use std::env;
use std::io::{stdout, stderr, Write};
use std::str::FromStr;

use anyhow::Result;
use log::{LevelFilter, Log, Metadata, Record};
use once_cell::sync::OnceCell;

/// Target used by mount tracing so debug-mode mount calls land on stdout
/// instead of stderr.
pub const MOUNT_TRACE_TARGET: &str = "subsys::mount";

pub static SUBSYS_LOGGER: OnceCell<SubsysLogger> = OnceCell::new();

/// Installs the process-wide logger. `debug` raises the effective level to
/// Debug regardless of the environment, matching the controller's `--debug`
/// flag. A second call is a no-op.
pub fn init(debug: bool) -> Result<()> {
    let level_filter = if debug {
        LevelFilter::Debug
    } else if let Ok(log_level_str) = env::var("SUBSYS_LOG_LEVEL") {
        LevelFilter::from_str(&log_level_str).unwrap_or(LevelFilter::Warn)
    } else {
        LevelFilter::Warn
    };

    let logger = SUBSYS_LOGGER.get_or_init(|| SubsysLogger::new(level_filter.to_level()));
    let _ = log::set_logger(logger).map(|()| log::set_max_level(level_filter));
    Ok(())
}

pub struct SubsysLogger {
    level: Option<log::Level>,
}

impl SubsysLogger {
    pub fn new(level: Option<log::Level>) -> Self {
        Self { level }
    }
}

impl Log for SubsysLogger {
    fn enabled(&self, metadata: &Metadata) -> bool {
        match self.level {
            Some(level) => metadata.level() <= level,
            None => false,
        }
    }

    fn log(&self, record: &Record) {
        if !self.enabled(record.metadata()) {
            return;
        }
        let log_msg = format!(
            "[{} {}] {}",
            record.level(),
            chrono::Local::now().to_rfc3339(),
            record.args()
        );
        if record.target() == MOUNT_TRACE_TARGET && record.level() == log::Level::Debug {
            let _ = writeln!(stdout(), "{}", log_msg);
        } else {
            let _ = writeln!(stderr(), "{}", log_msg);
        }
    }

    fn flush(&self) {
        let _ = stdout().flush();
        let _ = stderr().flush();
    }
}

##############################

WHAT THE EXERCISE ASKS>
The lines you return should be those above that contain the word "flush", every one of them.

EXERCISE OUTPUT>
    fn flush(&self) {
        let _ = stdout().flush();
        let _ = stderr().flush();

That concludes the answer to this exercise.